I get to my feet and look at her through disheveled hair. My anger at Agnes shifts to curiosity.
“I can help them? How?”
“Accept my training in penance. You will take their punishment on yourself, and shorten their time in the flames. But the more you transgress, the more you multiply not only their time, but your own.”
It’s confusing, but maybe she’s right. I remind myself that as much pain as I’m in, theirs is far more severe. And in a strange way, it gives me hope—that somewhere, in some kind of eternity, they are still alive. If I can help them, it’s almost like being closer to them. Maybe this is the reason I’m here.
“What do I have to do?” I ask soberly, lifting my chin, ready to do this for my family.
“Rule number one: detach yourself from sin, and do not see that boy again. Two: cease with your drawings. You are a manual laborer; reconcile yourself to that. Three: come to me daily after chapter for penance. Now go wash yourself, and then fetch feed to the hogs.”
* * *
—
“Edyth!” Mason catches up with me in the alley between the goat and hog barns, but I hurry my pace, lugging this bucket of grain. If I go to him, I’ll lose my resolve; I’ll be pulled apart. If only I could steel myself against the desire t
o fall into him.
But he grabs my arm and turns me around, and I shut my eyes tight against the memory of the lash.
He doesn’t need an explanation. “I’m going to kill her,” Mason seethes. “She can’t do this to you! You’re not even supposed to be in this place!”
“Please, Mason, stop! Stop, please—” A torrent of sobs brings me to my knees.
“Whoa, Edie, it’s all right. I’m not going to hurt you.” He wraps his arms around my head and lets me burrow into his chest and cry, rocking there in the straw.
“I can’t get out of this, Mason. I want to see you, but I can’t hurt my family.”
“Your family? Edyth, what are you talking about? Your family’s gone.”

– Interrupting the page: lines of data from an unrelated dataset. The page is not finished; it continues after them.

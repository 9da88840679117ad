//! Configuration management for doclens.
//!
//! Loads configuration from ${DOCLENS_HOME}/config.toml with sensible defaults.

use std::fs;
use std::path::Path;

use anyhow::{Context, Result};
use serde::{Deserialize, Serialize};

use crate::providers::gemini::GeminiConfig;

/// Default config template with comments.
///
/// This is embedded from default_config.toml at compile time.
fn default_config_template() -> &'static str {
    include_str!("../default_config.toml")
}

pub mod paths {
    //! Path resolution for doclens configuration and log directories.
    //!
    //! DOCLENS_HOME resolution order:
    //! 1. DOCLENS_HOME environment variable (if set)
    //! 2. ~/.config/doclens (default)
    //! 3. ./.doclens when no home directory can be determined

    use std::path::PathBuf;

    /// Returns the doclens home directory.
    pub fn doclens_home() -> PathBuf {
        if let Ok(home) = std::env::var("DOCLENS_HOME")
            && !home.trim().is_empty()
        {
            return PathBuf::from(home);
        }

        dirs::home_dir().map_or_else(
            || PathBuf::from(".doclens"),
            |h| h.join(".config").join("doclens"),
        )
    }

    /// Returns the path to the config.toml file.
    pub fn config_path() -> PathBuf {
        doclens_home().join("config.toml")
    }

    /// Returns the directory for rolling log files.
    pub fn logs_dir() -> PathBuf {
        doclens_home().join("logs")
    }
}

/// Gemini provider settings.
#[derive(Debug, Clone, Serialize, Deserialize, Default)]
#[serde(default)]
pub struct GeminiSettings {
    /// Optional API key (overrides GEMINI_API_KEY).
    pub api_key: Option<String>,
    /// Optional API base URL (for proxies).
    pub base_url: Option<String>,
}

impl GeminiSettings {
    /// Returns the effective API key if set and non-empty.
    pub fn effective_api_key(&self) -> Option<&str> {
        self.api_key
            .as_deref()
            .map(str::trim)
            .filter(|s| !s.is_empty())
    }

    /// Returns the effective base URL if set and non-empty.
    pub fn effective_base_url(&self) -> Option<&str> {
        self.base_url
            .as_deref()
            .map(str::trim)
            .filter(|s| !s.is_empty())
    }
}

/// Main configuration structure.
#[derive(Debug, Clone, Serialize, Deserialize)]
#[serde(default)]
pub struct Config {
    /// The Gemini model to use
    pub model: String,

    /// Maximum output tokens per answer (optional)
    pub max_output_tokens: Option<u32>,

    pub gemini: GeminiSettings,
}

impl Config {
    pub const DEFAULT_MODEL: &str = "gemini-1.5-pro";

    /// Loads configuration from the default config path.
    ///
    /// # Errors
    /// Returns an error if the file exists but cannot be read or parsed.
    pub fn load() -> Result<Self> {
        Self::load_from(&paths::config_path())
    }

    /// Loads configuration from a specific path.
    /// Returns defaults if file doesn't exist.
    ///
    /// # Errors
    /// Returns an error if the file exists but cannot be read or parsed.
    pub fn load_from(path: &Path) -> Result<Self> {
        if path.exists() {
            let contents = fs::read_to_string(path)
                .with_context(|| format!("Failed to read config from {}", path.display()))?;
            toml::from_str(&contents)
                .with_context(|| format!("Failed to parse config from {}", path.display()))
        } else {
            Ok(Config::default())
        }
    }

    /// Builds the Gemini client configuration, resolving credentials from config and env.
    ///
    /// # Errors
    /// Returns an error if no API key is available or the base URL is invalid.
    pub fn gemini_config(&self) -> Result<GeminiConfig> {
        let model = self.model.trim();
        let model = if model.is_empty() {
            Self::DEFAULT_MODEL
        } else {
            model
        };
        GeminiConfig::from_env(
            model.to_string(),
            self.max_output_tokens,
            self.gemini.effective_base_url(),
            self.gemini.effective_api_key(),
        )
    }

    /// Creates a default config file at the given path.
    ///
    /// # Errors
    /// Returns an error if the file already exists or cannot be written.
    pub fn init(path: &Path) -> Result<()> {
        if path.exists() {
            anyhow::bail!("Config file already exists at {}", path.display());
        }

        Self::write_config(path, default_config_template())
    }

    /// Writes config content to a file, creating parent directories as needed.
    /// Uses atomic write (temp file + rename) to prevent corruption.
    fn write_config(path: &Path, content: &str) -> Result<()> {
        if let Some(parent) = path.parent() {
            fs::create_dir_all(parent)
                .with_context(|| format!("Failed to create directory {}", parent.display()))?;
        }

        let tmp_path = path.with_extension("toml.tmp");
        fs::write(&tmp_path, content)
            .with_context(|| format!("Failed to write config to {}", tmp_path.display()))?;
        fs::rename(&tmp_path, path).with_context(|| {
            format!(
                "Failed to rename {} to {}",
                tmp_path.display(),
                path.display()
            )
        })?;

        Ok(())
    }
}

impl Default for Config {
    fn default() -> Self {
        Self {
            model: Self::DEFAULT_MODEL.to_string(),
            max_output_tokens: None,
            gemini: GeminiSettings::default(),
        }
    }
}

#[cfg(test)]
mod tests {
    use std::fs;

    use tempfile::tempdir;

    use super::*;

    #[test]
    fn test_load_missing_file_returns_defaults() {
        let dir = tempdir().unwrap();
        let config = Config::load_from(&dir.path().join("nonexistent.toml")).unwrap();
        assert_eq!(config.model, "gemini-1.5-pro");
        assert_eq!(config.max_output_tokens, None);
        assert_eq!(config.gemini.effective_api_key(), None);
    }

    #[test]
    fn test_load_partial_config_merges_defaults() {
        let dir = tempdir().unwrap();
        let config_path = dir.path().join("config.toml");
        fs::write(&config_path, "max_output_tokens = 1024\n").unwrap();

        let config = Config::load_from(&config_path).unwrap();
        assert_eq!(config.model, "gemini-1.5-pro");
        assert_eq!(config.max_output_tokens, Some(1024));
    }

    #[test]
    fn test_selection_limit_is_not_configurable() {
        let dir = tempdir().unwrap();
        let config_path = dir.path().join("config.toml");
        fs::write(&config_path, "max_files = 10\nmodel = \"gemini-2.0-flash\"\n").unwrap();

        let config = Config::load_from(&config_path).unwrap();
        assert_eq!(config.model, "gemini-2.0-flash");
        assert!(!default_config_template().contains("max_files"));
    }

    #[test]
    fn test_gemini_section_loaded_from_file() {
        let dir = tempdir().unwrap();
        let config_path = dir.path().join("config.toml");
        fs::write(
            &config_path,
            "model = \"gemini-2.5-flash\"\n[gemini]\napi_key = \" key-from-file \"\nbase_url = \"https://proxy.example.com/v1beta\"\n",
        )
        .unwrap();

        let config = Config::load_from(&config_path).unwrap();
        assert_eq!(config.model, "gemini-2.5-flash");
        assert_eq!(config.gemini.effective_api_key(), Some("key-from-file"));
        assert_eq!(
            config.gemini.effective_base_url(),
            Some("https://proxy.example.com/v1beta")
        );
    }

    #[test]
    fn test_blank_settings_are_none() {
        let settings = GeminiSettings {
            api_key: Some("   ".to_string()),
            base_url: Some(String::new()),
        };
        assert_eq!(settings.effective_api_key(), None);
        assert_eq!(settings.effective_base_url(), None);
    }

    #[test]
    fn test_invalid_toml_is_error() {
        let dir = tempdir().unwrap();
        let config_path = dir.path().join("config.toml");
        fs::write(&config_path, "model = [").unwrap();
        assert!(Config::load_from(&config_path).is_err());
    }

    #[test]
    fn test_init_creates_config_with_defaults() {
        let dir = tempdir().unwrap();
        let config_path = dir.path().join("subdir").join("config.toml");

        Config::init(&config_path).unwrap();

        let contents = fs::read_to_string(&config_path).unwrap();
        assert!(contents.contains("gemini-1.5-pro"));
        assert!(contents.contains("# max_output_tokens ="));
        let parsed = Config::load_from(&config_path).unwrap();
        assert_eq!(parsed.model, Config::DEFAULT_MODEL);
    }

    #[test]
    fn test_init_fails_if_exists() {
        let dir = tempdir().unwrap();
        let config_path = dir.path().join("config.toml");
        fs::write(&config_path, "").unwrap();

        assert!(Config::init(&config_path).is_err());
    }

    #[test]
    fn test_gemini_config_uses_api_key_from_file() {
        let config = Config {
            model: "  ".to_string(),
            max_output_tokens: Some(256),
            gemini: GeminiSettings {
                api_key: Some("file-key".to_string()),
                base_url: Some("https://proxy.example.com/v1beta".to_string()),
            },
        };

        let gemini = config.gemini_config().unwrap();
        assert_eq!(gemini.api_key, "file-key");
        assert_eq!(gemini.model, Config::DEFAULT_MODEL);
        assert_eq!(gemini.max_output_tokens, Some(256));
    }
}
//! Remote service providers.

pub mod gemini;
pub mod shared;

pub use shared::{
    ProviderError, ProviderErrorKind, ProviderResult, USER_AGENT, resolve_api_key,
    resolve_base_url,
};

“I’m helping them. I’m taking their suffering,” I try to convince myself. “I can help Henry.”
Mason sighs. “Did she tell you that?”
“I can shorten their time—”
“I know you don’t believe that. She’s a liar, Edyth. A damn liar.”
The truth is as raw as my skin. Mason’s eyes penetrate so deeply, I flood with tears again.
“Oh God, Mason,” I sob. “I’m so stuck. I can’t change this, can’t change anything. It’s like my life is being lived for me and I just want to end—”
I don’t have the courage to say it.
“God,” he whispers, pulling me closer. “God.”
He strokes my veiled head until I quiet. At last I lift my face to his and he presses his lips to my cheek.
“Mason,” I say, “I’m not used to the lash. I never got it at home. I don’t know how to‚ you know, brace myself against it.”
“What do you mean, never?”
“Well, I got roughed up by the other kids. But you know how my da was. Nothing but a look from him, a sharp word—would you want to give him a reason to punish you? And Mam was patient with me…and I kept my distance from anyone else.”